Perhaps I can establish a spade trick by leading one spade now and another when I get in with the king of hearts. For that to help, however, partner's clubs must be entries. That means declarer must have a hand where he needs to play clubs himself to come to nine tricks. He has four diamonds tricks and two spade tricks. So if he has a four-card heart suit, he can drive my king of hearts and come to nine tricks without touching clubs. For this construction to work, declarer must have only three hearts. That's as far as we need to take this argument. Perhaps we can construct a hand where a spade shift is necessary, but it would be a waste of time. We can already tell such a layout would involve more constraints than the construction where a club continuation is necessary. So a club continuation is the better play.
I return a club--deuce--king--ten. Partner cashes the ace of clubs, dummy pitches a heart, I pitch the four of spades, and declarer plays the nine of clubs. Partner continues with the seven of clubs, dummy discards the jack of hearts, and I play the heart seven. Declarer wins with the club jack and cashes the queen of diamonds. Partner discards the three of spades. We are down to this position:
NORTH ♠ K 10 9 ♥ A ♦ A J 9 6 ♣ -- | ||
EAST ♠ 5 ♥ K 6 2 ♦ 10 8 7 4 ♣ -- |
Unless declarer has the spade jack, he has only eight tricks. He must have the heart queen, however, to come to an opening bid, so I'm about to be strip squeezed. If he cashes the diamond king, then ace of hearts, king of spades, and a spade to the ace, I have to stiff the king of hearts. He can then toss me in to lead into the diamond tenace. I can't get out of this.
Declarer cashes the diamond king, on which partner discards the five of hearts. He leads a diamond to dummy as partner pitches the six of spades. That's unexpected. He then leads the nine of diamonds from dummy. I see. He's correcting the count for a major-suit squeeze against partner. He thinks partner has the heart king. I win with the diamond ten and return a heart. Eventually I score my heart king for down one.

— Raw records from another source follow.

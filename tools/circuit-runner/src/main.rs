//! Circuit runner for RedByte OS
//!
//! Loads a circuit document (TOML or JSON), drives it on a `LogicEngine` for a
//! number of ticks and prints every gate's outputs.

use std::error::Error;
use std::path::{Path, PathBuf};
use std::time::Duration;

use clap::{Parser, ValueEnum};
use rbos_logic::{EngineConfig, EvalMode, Graph, LogicEngine};

#[derive(Parser, Debug)]
#[command(name = "circuit-runner")]
#[command(about = "Run a logic circuit on the RedByte OS engine and print gate outputs")]
struct Args {
    /// Circuit file (.toml or .json)
    #[arg(long)]
    circuit: PathBuf,

    /// Number of ticks to run
    #[arg(long, default_value_t = 10)]
    ticks: u64,

    /// Tick period; 0 runs ticks back to back without the timer loop
    #[arg(long)]
    interval_ms: Option<u64>,

    /// Evaluation order
    #[arg(long, value_enum)]
    mode: Option<ModeArg>,

    /// Engine config file (TOML)
    #[arg(long)]
    config: Option<PathBuf>,

    /// Print outputs after every tick instead of only at the end
    #[arg(long)]
    trace: bool,
}

#[derive(Clone, Copy, Debug, ValueEnum)]
enum ModeArg {
    Sequential,
    Topological,
}

impl From<ModeArg> for EvalMode {
    fn from(mode: ModeArg) -> Self {
        match mode {
            ModeArg::Sequential => EvalMode::Sequential,
            ModeArg::Topological => EvalMode::Topological,
        }
    }
}

#[tokio::main]
async fn main() -> Result<(), Box<dyn Error>> {
    tracing_subscriber::fmt()
        .with_env_filter(
            tracing_subscriber::EnvFilter::try_from_default_env()
                .unwrap_or_else(|_| {
                    tracing_subscriber::EnvFilter::new("circuit_runner=info,rbos_logic=info")
                }),
        )
        .init();

    let args = Args::parse();

    let mut config = match &args.config {
        Some(path) => EngineConfig::from_toml_str(&std::fs::read_to_string(path)?)?,
        None => EngineConfig::default(),
    };
    if let Some(interval_ms) = args.interval_ms {
        config.interval_ms = interval_ms;
    }
    if let Some(mode) = args.mode {
        config.mode = mode.into();
    }

    let graph = load_circuit(&args.circuit)?;
    tracing::info!(
        gates = graph.gates().len(),
        wires = graph.wires().len(),
        mode = ?config.mode,
        "circuit loaded"
    );

    // Surface cycle errors before the timer loop starts swallowing them
    if let Err(err) = rbos_logic::step(&graph, config.mode) {
        tracing::error!(%err, "circuit cannot be evaluated");
        return Err(err.into());
    }

    let engine = LogicEngine::with_config(graph, config.clone());

    if config.interval_ms == 0 {
        for _ in 0..args.ticks {
            engine.tick()?;
            if args.trace {
                print_outputs(&engine);
            }
        }
    } else {
        run_timed(&engine, args.ticks, args.trace).await?;
    }

    if !args.trace {
        print_outputs(&engine);
    }
    Ok(())
}

/// Drive the engine's own tick loop until `ticks` steps have run
async fn run_timed(engine: &LogicEngine, ticks: u64, trace: bool) -> Result<(), Box<dyn Error>> {
    let mut changes = engine.watch();
    let start = engine.generation();
    engine.start_default()?;

    while engine.generation() - start < ticks {
        let waited = tokio::time::timeout(Duration::from_secs(5), changes.changed()).await;
        match waited {
            Ok(Ok(())) => {
                if trace {
                    print_outputs(engine);
                }
            }
            Ok(Err(_)) | Err(_) => {
                engine.stop();
                return Err("engine stopped producing ticks".into());
            }
        }
    }

    engine.stop();
    Ok(())
}

fn load_circuit(path: &Path) -> Result<Graph, Box<dyn Error>> {
    let source = std::fs::read_to_string(path)?;
    let graph = match path.extension().and_then(|e| e.to_str()) {
        Some("json") => serde_json::from_str(&source)?,
        _ => toml::from_str(&source)?,
    };
    Ok(graph)
}

fn print_outputs(engine: &LogicEngine) {
    engine.with_graph(|graph| {
        println!("-- generation {}", engine.generation());
        for gate in graph.gates() {
            let values: Vec<String> = graph
                .outputs(&gate.id)
                .unwrap_or_default()
                .iter()
                .map(ToString::to_string)
                .collect();
            println!("{:>12} {:?} [{}]", gate.id, gate.kind, values.join(", "));
        }
    });
}
//! Circuit graph: gates, wires and current output values
//!
//! A `Graph` is validated whenever it is built, so every wire endpoint names a
//! placed gate and an in-range pin. Cycles are allowed; how they evaluate is
//! up to the evaluator mode.

use std::collections::{HashMap, HashSet};

use serde::{Deserialize, Serialize};

use crate::error::{GraphError, PinDirection};
use crate::gate::{Gate, GateId, Signal};

/// One end of a wire: a gate and a pin index on it
#[derive(Clone, Debug, PartialEq, Eq, Hash, Serialize, Deserialize)]
pub struct PinRef {
    pub gate: GateId,
    pub pin: usize,
}

impl PinRef {
    pub fn new(gate: impl Into<GateId>, pin: usize) -> Self {
        Self {
            gate: gate.into(),
            pin,
        }
    }
}

/// Directed connection from an output pin to an input pin
#[derive(Clone, Debug, PartialEq, Eq, Hash, Serialize, Deserialize)]
pub struct Wire {
    /// Source gate output pin
    pub from: PinRef,
    /// Destination gate input pin
    pub to: PinRef,
}

impl Wire {
    pub fn new(from: PinRef, to: PinRef) -> Self {
        Self { from, to }
    }
}

/// Serialized form of a graph
#[derive(Clone, Debug, Default, Serialize, Deserialize)]
pub struct GraphDocument {
    #[serde(default)]
    pub gates: Vec<Gate>,
    #[serde(default)]
    pub wires: Vec<Wire>,
    #[serde(default)]
    pub values: HashMap<GateId, Vec<Signal>>,
}

/// Gates, wires and the current output vector of each gate
#[derive(Clone, Debug, Default, PartialEq, Serialize, Deserialize)]
#[serde(try_from = "GraphDocument", into = "GraphDocument")]
pub struct Graph {
    gates: Vec<Gate>,
    wires: Vec<Wire>,
    values: HashMap<GateId, Vec<Signal>>,
}

impl Graph {
    /// Create an empty graph
    pub fn new() -> Self {
        Self::default()
    }

    /// Build a graph from its parts, rejecting the first violation found
    pub fn from_parts(
        gates: Vec<Gate>,
        wires: Vec<Wire>,
        values: HashMap<GateId, Vec<Signal>>,
    ) -> Result<Self, GraphError> {
        let graph = Self {
            gates,
            wires,
            values,
        };
        match graph.validate().into_iter().next() {
            Some(err) => Err(err),
            None => Ok(graph),
        }
    }

    /// Place a gate
    pub fn add_gate(&mut self, gate: Gate) -> Result<(), GraphError> {
        if self.gate(&gate.id).is_some() {
            return Err(GraphError::DuplicateGate(gate.id));
        }
        self.gates.push(gate);
        Ok(())
    }

    /// Add a wire between two placed gates
    pub fn connect(&mut self, wire: Wire) -> Result<(), GraphError> {
        self.check_wire(&wire)?;
        self.wires.push(wire);
        Ok(())
    }

    /// Gates in insertion order
    pub fn gates(&self) -> &[Gate] {
        &self.gates
    }

    /// Wires in insertion order
    pub fn wires(&self) -> &[Wire] {
        &self.wires
    }

    /// Look up a gate by id
    pub fn gate(&self, id: &GateId) -> Option<&Gate> {
        self.gates.iter().find(|g| &g.id == id)
    }

    /// Current output vector of a gate, if one has been recorded
    pub fn outputs(&self, id: &GateId) -> Option<&[Signal]> {
        self.values.get(id).map(Vec::as_slice)
    }

    /// Value of one output pin, reading unrecorded values as low
    pub fn output(&self, pin: &PinRef) -> Signal {
        self.values
            .get(&pin.gate)
            .and_then(|v| v.get(pin.pin))
            .copied()
            .unwrap_or_default()
    }

    /// Overwrite the recorded outputs of a gate
    pub fn set_outputs(&mut self, id: &GateId, outputs: Vec<Signal>) -> Result<(), GraphError> {
        if self.gate(id).is_none() {
            return Err(GraphError::UnknownGate(id.clone()));
        }
        self.values.insert(id.clone(), outputs);
        Ok(())
    }

    /// All recorded output vectors
    pub fn values(&self) -> &HashMap<GateId, Vec<Signal>> {
        &self.values
    }

    /// Replace the whole output mapping, keeping gates and wires
    pub(crate) fn with_values(&self, values: HashMap<GateId, Vec<Signal>>) -> Self {
        Self {
            gates: self.gates.clone(),
            wires: self.wires.clone(),
            values,
        }
    }

    /// Check every graph invariant.
    ///
    /// Returns all violations (empty if the graph is well formed).
    pub fn validate(&self) -> Vec<GraphError> {
        let mut violations = Vec::new();

        let mut seen = HashSet::new();
        for gate in &self.gates {
            if !seen.insert(&gate.id) {
                violations.push(GraphError::DuplicateGate(gate.id.clone()));
            }
        }

        for wire in &self.wires {
            if let Err(err) = self.check_wire(wire) {
                violations.push(err);
            }
        }

        for id in self.values.keys() {
            if self.gate(id).is_none() {
                violations.push(GraphError::UnknownGate(id.clone()));
            }
        }

        violations
    }

    fn check_wire(&self, wire: &Wire) -> Result<(), GraphError> {
        let source = self
            .gate(&wire.from.gate)
            .ok_or_else(|| GraphError::UnknownGate(wire.from.gate.clone()))?;
        if wire.from.pin >= source.outputs {
            return Err(GraphError::PinOutOfRange {
                gate: source.id.clone(),
                direction: PinDirection::Output,
                pin: wire.from.pin,
                arity: source.outputs,
            });
        }

        let dest = self
            .gate(&wire.to.gate)
            .ok_or_else(|| GraphError::UnknownGate(wire.to.gate.clone()))?;
        if wire.to.pin >= dest.inputs {
            return Err(GraphError::PinOutOfRange {
                gate: dest.id.clone(),
                direction: PinDirection::Input,
                pin: wire.to.pin,
                arity: dest.inputs,
            });
        }

        Ok(())
    }
}

impl TryFrom<GraphDocument> for Graph {
    type Error = GraphError;

    fn try_from(doc: GraphDocument) -> Result<Self, Self::Error> {
        Graph::from_parts(doc.gates, doc.wires, doc.values)
    }
}

impl From<Graph> for GraphDocument {
    fn from(graph: Graph) -> Self {
        Self {
            gates: graph.gates,
            wires: graph.wires,
            values: graph.values,
        }
    }
}
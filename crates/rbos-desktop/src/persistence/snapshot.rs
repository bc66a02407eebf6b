//! Snapshot serialization for window layouts

use serde::{Deserialize, Serialize};
use tracing::debug;

use crate::error::PersistenceError;
use crate::window::Window;
use super::KeyValueStore;

/// Snapshot of the window layout for persistence
#[derive(Clone, Debug, Default, PartialEq, Serialize, Deserialize)]
pub struct Snapshot {
    /// Version for migration support
    pub version: u32,
    /// Windows in creation order
    pub windows: Vec<Window>,
    /// Next window ID at capture time
    pub next_id: u64,
    /// Next z-order value at capture time
    pub next_z: u64,
}

impl Snapshot {
    /// Current snapshot version
    pub const CURRENT_VERSION: u32 = 1;

    /// Largest id or z-order a layout may carry.
    ///
    /// Ids cross into JavaScript as `f64`, so counters stay within the safe
    /// integer range.
    pub const MAX_COUNTER: u64 = (1 << 53) - 1;

    /// Create a new snapshot
    pub fn new(windows: Vec<Window>, next_id: u64, next_z: u64) -> Self {
        Self {
            version: Self::CURRENT_VERSION,
            windows,
            next_id,
            next_z,
        }
    }

    /// Check if snapshot needs migration
    pub fn needs_migration(&self) -> bool {
        self.version < Self::CURRENT_VERSION
    }

    /// Migrate snapshot to current version
    pub fn migrate(&mut self) {
        // Version 0 only lacked the version stamp
        self.version = Self::CURRENT_VERSION;
    }

    /// Serialize into a store under `key`
    pub fn save(&self, store: &mut dyn KeyValueStore, key: &str) -> Result<(), PersistenceError> {
        let json = serde_json::to_string(self)?;
        store.set(key, json)?;
        debug!(key, windows = self.windows.len(), "layout saved");
        Ok(())
    }

    /// Load from a store. `Ok(None)` if nothing is stored under `key`.
    pub fn load(store: &dyn KeyValueStore, key: &str) -> Result<Option<Self>, PersistenceError> {
        let Some(json) = store.get(key)? else {
            return Ok(None);
        };

        let mut snapshot: Snapshot = serde_json::from_str(&json)?;
        if snapshot.version > Self::CURRENT_VERSION {
            return Err(PersistenceError::UnsupportedVersion {
                found: snapshot.version,
                supported: Self::CURRENT_VERSION,
            });
        }
        if snapshot.needs_migration() {
            snapshot.migrate();
        }
        snapshot.check_counters()?;
        Ok(Some(snapshot))
    }

    /// Reject ids, z-orders and counters beyond `MAX_COUNTER`
    pub fn check_counters(&self) -> Result<(), PersistenceError> {
        let stored = self
            .windows
            .iter()
            .flat_map(|w| [("window id", w.id), ("z-order", w.z_order)]);
        let counters = [("next_id", self.next_id), ("next_z", self.next_z)];

        match stored.chain(counters).find(|&(_, value)| value > Self::MAX_COUNTER) {
            Some((field, value)) => Err(PersistenceError::CounterOutOfRange {
                field,
                value,
                max: Self::MAX_COUNTER,
            }),
            None => Ok(()),
        }
    }
}

#[cfg(test)]
mod tests {
    use super::*;
    use crate::persistence::MemoryStore;
    use crate::window::{WindowManager, WindowOptions};

    fn layout() -> Snapshot {
        let mut wm = WindowManager::new();
        wm.create_window(WindowOptions::app("terminal").title("Terminal"));
        wm.create_window(WindowOptions::app("notes"));
        wm.snapshot()
    }

    #[test]
    fn test_snapshot_creation() {
        let snapshot = layout();
        assert_eq!(snapshot.version, Snapshot::CURRENT_VERSION);
        assert_eq!(snapshot.windows.len(), 2);
        assert_eq!(snapshot.next_id, 3);
    }

    #[test]
    fn test_snapshot_default() {
        let snapshot: Snapshot = Default::default();
        assert_eq!(snapshot.version, 0); // Default doesn't set CURRENT_VERSION
        assert!(snapshot.windows.is_empty());
        assert!(snapshot.needs_migration());
    }

    #[test]
    fn test_save_and_load() {
        let mut store = MemoryStore::new();
        let snapshot = layout();
        snapshot.save(&mut store, "layout").unwrap();

        let restored = Snapshot::load(&store, "layout").unwrap().unwrap();
        assert_eq!(restored, snapshot);
        assert_eq!(restored.windows[0].title, "Terminal");
    }

    #[test]
    fn test_load_missing_key() {
        let store = MemoryStore::new();
        assert!(Snapshot::load(&store, "layout").unwrap().is_none());
    }

    #[test]
    fn test_load_migrates_old_version() {
        let mut store = MemoryStore::new();
        let mut snapshot = layout();
        snapshot.version = 0;
        snapshot.save(&mut store, "layout").unwrap();

        let restored = Snapshot::load(&store, "layout").unwrap().unwrap();
        assert_eq!(restored.version, Snapshot::CURRENT_VERSION);
    }

    #[test]
    fn test_load_rejects_newer_version() {
        let mut store = MemoryStore::new();
        let mut snapshot = layout();
        snapshot.version = Snapshot::CURRENT_VERSION + 1;
        snapshot.save(&mut store, "layout").unwrap();

        assert!(matches!(
            Snapshot::load(&store, "layout"),
            Err(PersistenceError::UnsupportedVersion { .. })
        ));
    }

    #[test]
    fn test_load_rejects_garbage() {
        let mut store = MemoryStore::new();
        store.set("layout", "{not json".to_string()).unwrap();
        assert!(matches!(
            Snapshot::load(&store, "layout"),
            Err(PersistenceError::Malformed(_))
        ));
    }

    #[test]
    fn test_load_rejects_exhausted_window_id() {
        let mut store = MemoryStore::new();
        let json = serde_json::to_string(&layout()).unwrap().replacen(
            "\"id\":1,",
            "\"id\":18446744073709551615,",
            1,
        );
        store.set("layout", json).unwrap();

        assert!(matches!(
            Snapshot::load(&store, "layout"),
            Err(PersistenceError::CounterOutOfRange { field: "window id", value: u64::MAX, .. })
        ));
    }

    /// Store whose backend refuses every operation
    struct BrokenStore;

    impl KeyValueStore for BrokenStore {
        fn get(&self, _key: &str) -> Result<Option<String>, PersistenceError> {
            Err(PersistenceError::Storage("SecurityError".to_string()))
        }

        fn set(&mut self, _key: &str, _value: String) -> Result<(), PersistenceError> {
            Err(PersistenceError::Storage("QuotaExceededError".to_string()))
        }

        fn remove(&mut self, _key: &str) -> Result<(), PersistenceError> {
            Err(PersistenceError::Storage("SecurityError".to_string()))
        }
    }

    #[test]
    fn test_storage_failures_propagate() {
        let mut store = BrokenStore;
        assert!(matches!(
            layout().save(&mut store, "layout"),
            Err(PersistenceError::Storage(reason)) if reason == "QuotaExceededError"
        ));
        assert!(matches!(
            Snapshot::load(&store, "layout"),
            Err(PersistenceError::Storage(_))
        ));
    }
}
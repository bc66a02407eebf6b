//! Pointer handling: hit testing, focus and drag operations

use tracing::debug;

use crate::input::{DragState, InputResult};
use crate::math::Vec2;
use crate::window::{WindowId, WindowMode, WindowRegion};
use super::Desktop;

impl Desktop {
    /// Start a move drag on a window from an explicit pointer position
    pub fn start_move_drag(&mut self, id: WindowId, x: f32, y: f32) {
        let Some(window) = self.windows.get(id) else {
            return;
        };
        let grab = Vec2::new(x, y) - window.position;
        self.windows.focus_window(id);
        self.input.begin(DragState::Move { window_id: id, grab });
    }

    /// Start a resize drag from a compass edge name ("n", "se", ...)
    pub fn start_resize_drag(&mut self, id: WindowId, edge: &str, x: f32, y: f32) {
        if let Some(edge) = WindowRegion::from_edge(edge) {
            self.begin_resize(id, edge, Vec2::new(x, y));
        }
    }

    fn begin_resize(&mut self, id: WindowId, edge: WindowRegion, pointer: Vec2) {
        let Some(origin) = self.windows.get(id).map(|w| w.rect()) else {
            return;
        };
        self.windows.focus_window(id);
        self.input.begin(DragState::Resize { window_id: id, edge, origin, pointer });
    }

    /// Handle pointer down
    pub fn handle_pointer_down(&mut self, x: f32, y: f32) -> InputResult {
        let pos = Vec2::new(x, y);

        let Some((window_id, region)) = self.windows.region_at(pos) else {
            return InputResult::Unhandled;
        };

        match region {
            WindowRegion::CloseButton => {
                self.windows.close_window(window_id);
                InputResult::Handled
            }
            WindowRegion::MinimizeButton => {
                self.windows.minimize_window(window_id);
                InputResult::Handled
            }
            WindowRegion::MaximizeButton => {
                self.toggle_maximize(window_id);
                InputResult::Handled
            }
            WindowRegion::TitleBar => {
                self.start_move_drag(window_id, x, y);
                InputResult::Handled
            }
            WindowRegion::Content => self.handle_content_click(window_id, pos),
            edge => {
                self.begin_resize(window_id, edge, pos);
                InputResult::Handled
            }
        }
    }

    /// Handle pointer move
    pub fn handle_pointer_move(&mut self, x: f32, y: f32) -> InputResult {
        let pos = Vec2::new(x, y);

        let Some(drag) = self.input.active().copied() else {
            return InputResult::Unhandled;
        };
        drag.apply(&mut self.windows, pos, self.config.min_size);
        InputResult::Handled
    }

    /// Handle pointer up
    pub fn handle_pointer_up(&mut self) -> InputResult {
        match self.input.finish() {
            Some(drag) => {
                debug!(window = drag.window_id(), "drag finished");
                InputResult::Handled
            }
            None => InputResult::Unhandled,
        }
    }

    /// Maximize button behaviour; also suits title bar double-clicks
    pub fn toggle_maximize(&mut self, id: WindowId) {
        let Some(window) = self.windows.get(id) else {
            return;
        };
        if window.mode == WindowMode::Maximized {
            self.windows.restore_window(id);
        } else {
            self.windows.maximize_window(id);
        }
    }

    /// Focus the window and hand the click to its content
    fn handle_content_click(&mut self, window_id: WindowId, pos: Vec2) -> InputResult {
        self.windows.focus_window(window_id);
        match self.windows.get(window_id) {
            Some(window) => InputResult::Forward {
                window_id,
                content_id: window.content_id.clone(),
                local: pos - window.position,
            },
            None => InputResult::Unhandled,
        }
    }
}

#[cfg(test)]
mod tests {
    use super::*;
    use crate::math::Size;
    use crate::window::WindowOptions;

    fn desktop_with_window() -> (Desktop, WindowId) {
        let mut desktop = Desktop::default();
        let id = desktop.windows_mut().create_window(WindowOptions::app("notes")).id;
        (desktop, id)
    }

    #[test]
    fn test_title_bar_drag_moves_window() {
        let (mut desktop, id) = desktop_with_window();

        assert_eq!(desktop.handle_pointer_down(150.0, 110.0), InputResult::Handled);
        desktop.handle_pointer_move(250.0, 160.0);
        assert_eq!(desktop.handle_pointer_up(), InputResult::Handled);

        let window = desktop.windows().get(id).unwrap();
        assert_eq!(window.position, Vec2::new(200.0, 150.0));
        assert!(!desktop.input().is_dragging());
    }

    #[test]
    fn test_corner_drag_resizes_window() {
        let (mut desktop, id) = desktop_with_window();

        desktop.handle_pointer_down(495.0, 395.0);
        desktop.handle_pointer_move(545.0, 425.0);
        desktop.handle_pointer_up();

        let window = desktop.windows().get(id).unwrap();
        assert_eq!(window.position, Vec2::new(100.0, 100.0));
        assert_eq!(window.size, Size::new(450.0, 330.0));
    }

    #[test]
    fn test_drag_of_maximized_window_is_noop() {
        let (mut desktop, id) = desktop_with_window();
        desktop.windows_mut().maximize_window(id);

        desktop.start_move_drag(id, 150.0, 110.0);
        desktop.handle_pointer_move(400.0, 400.0);

        assert_eq!(desktop.windows().get(id).unwrap().position, Vec2::new(100.0, 100.0));
    }

    #[test]
    fn test_content_click_forwards_local_coordinates() {
        let (mut desktop, id) = desktop_with_window();
        let result = desktop.handle_pointer_down(130.0, 200.0);
        assert_eq!(
            result,
            InputResult::Forward {
                window_id: id,
                content_id: "notes".to_string(),
                local: Vec2::new(30.0, 100.0),
            }
        );
        assert!(!desktop.input().is_dragging());
    }

    #[test]
    fn test_click_focuses_back_window() {
        let (mut desktop, back) = desktop_with_window();
        desktop
            .windows_mut()
            .create_window(WindowOptions::app("calc").position(600.0, 100.0));

        desktop.handle_pointer_down(300.0, 250.0);
        assert_eq!(desktop.windows().focused(), Some(back));
    }

    #[test]
    fn test_caption_buttons() {
        let (mut desktop, id) = desktop_with_window();
        let window = desktop.windows().get(id).unwrap();
        let max = window.maximize_button_rect().unwrap();
        let close = window.close_button_rect();

        desktop.handle_pointer_down(max.x + 1.0, max.y + 1.0);
        assert_eq!(desktop.windows().get(id).unwrap().mode, WindowMode::Maximized);
        desktop.handle_pointer_down(max.x + 1.0, max.y + 1.0);
        assert_eq!(desktop.windows().get(id).unwrap().mode, WindowMode::Normal);

        desktop.handle_pointer_down(close.x + 1.0, close.y + 1.0);
        assert!(desktop.windows().get(id).is_none());
    }

    #[test]
    fn test_pointer_on_empty_desktop() {
        let mut desktop = Desktop::default();
        assert_eq!(desktop.handle_pointer_down(10.0, 10.0), InputResult::Unhandled);
        assert_eq!(desktop.handle_pointer_move(20.0, 20.0), InputResult::Unhandled);
        assert_eq!(desktop.handle_pointer_up(), InputResult::Unhandled);
    }

    #[test]
    fn test_resize_drag_from_edge_name() {
        let (mut desktop, id) = desktop_with_window();
        desktop.start_resize_drag(id, "w", 100.0, 200.0);
        desktop.handle_pointer_move(50.0, 200.0);

        let window = desktop.windows().get(id).unwrap();
        assert_eq!(window.position, Vec2::new(50.0, 100.0));
        assert_eq!(window.size, Size::new(450.0, 300.0));

        desktop.start_resize_drag(id, "bogus", 0.0, 0.0);
        assert!(desktop.input().active().is_some_and(|d| d.is_resize()));
    }
}
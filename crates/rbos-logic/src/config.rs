//! Engine configuration

use std::time::Duration;

use serde::{Deserialize, Serialize};

use crate::error::ConfigError;
use crate::evaluator::EvalMode;

/// Default tick period in milliseconds
pub const DEFAULT_INTERVAL_MS: u64 = 100;

/// Settings for a `LogicEngine`
#[derive(Clone, Debug, PartialEq, Eq, Serialize, Deserialize)]
#[serde(default)]
pub struct EngineConfig {
    /// Period of the tick loop
    pub interval_ms: u64,
    /// Evaluation order
    pub mode: EvalMode,
}

impl Default for EngineConfig {
    fn default() -> Self {
        Self {
            interval_ms: DEFAULT_INTERVAL_MS,
            mode: EvalMode::default(),
        }
    }
}

impl EngineConfig {
    /// Parse a TOML document; missing keys keep their defaults
    pub fn from_toml_str(source: &str) -> Result<Self, ConfigError> {
        Ok(toml::from_str(source)?)
    }

    /// Tick period as a duration
    pub fn interval(&self) -> Duration {
        Duration::from_millis(self.interval_ms)
    }
}

#[cfg(test)]
mod tests {
    use super::*;

    #[test]
    fn test_defaults() {
        let config = EngineConfig::default();
        assert_eq!(config.interval(), Duration::from_millis(100));
        assert_eq!(config.mode, EvalMode::Sequential);
    }

    #[test]
    fn test_partial_toml() {
        let config = EngineConfig::from_toml_str("mode = \"topological\"").unwrap();
        assert_eq!(config.mode, EvalMode::Topological);
        assert_eq!(config.interval_ms, DEFAULT_INTERVAL_MS);
    }

    #[test]
    fn test_invalid_toml() {
        assert!(EngineConfig::from_toml_str("interval_ms = \"fast\"").is_err());
    }
}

NORTH ♠ K 10 9 ♥ A J 3 ♦ A J 9 6 3 ♣ 10 8 | ||
WEST ♠ Q J 8 7 6 3 ♥ 10 5 ♦ -- ♣ A K 7 5 4 | EAST ♠ 5 4 ♥ K 7 6 2 ♦ 10 8 7 4 2 ♣ Q 3 | |
SOUTH ♠ A 2 ♥ Q 9 8 4 ♦ K Q 5 ♣ J 9 6 2 |
If partner did have the heart king, this would have worked, provided declarer read partner's shape. If I return a heart or a diamond when I'm in with the diamond king, the squeeze plays itself. But if I return a spade, declarer must win in dummy and play a criss-cross squeeze. As is often the case with a criss-cross squeeze, he must guess which threat partner has established and cash his tricks in the right order.
I'm not sure why declarer adopted this line. The squeeze against me seems more attractive for a lot of reasons: (1) Even if this line works, he might guess wrong in the end position. (2) With more hearts than partner I'm a priori more likely to have the heart king. (3) I told him I had the heart king with my foolish signal of the seven of hearts. And it was certainly foolish, since partner had no decisions left to make. The only thing I can think of that suggests I don't have the king of hearts is my spade pitch on the third round of clubs. My reluctance to pitch a heart suggests ten fourth rather than king fourth. Are Jack's card-reading skills that sophisticated?
The auction is the same at the other table, and the play begins the same way. On the ace of clubs, however, East discards the deuce of hearts instead of a spade. Somehow, this pitch seems to wake declarer up. On the fourth round of clubs, he pitches the three of diamonds from dummy instead of the jack of hearts. He then leads a heart to the jack. This is a foolproof line. Whether the finesse wins or loses, he has nine tricks.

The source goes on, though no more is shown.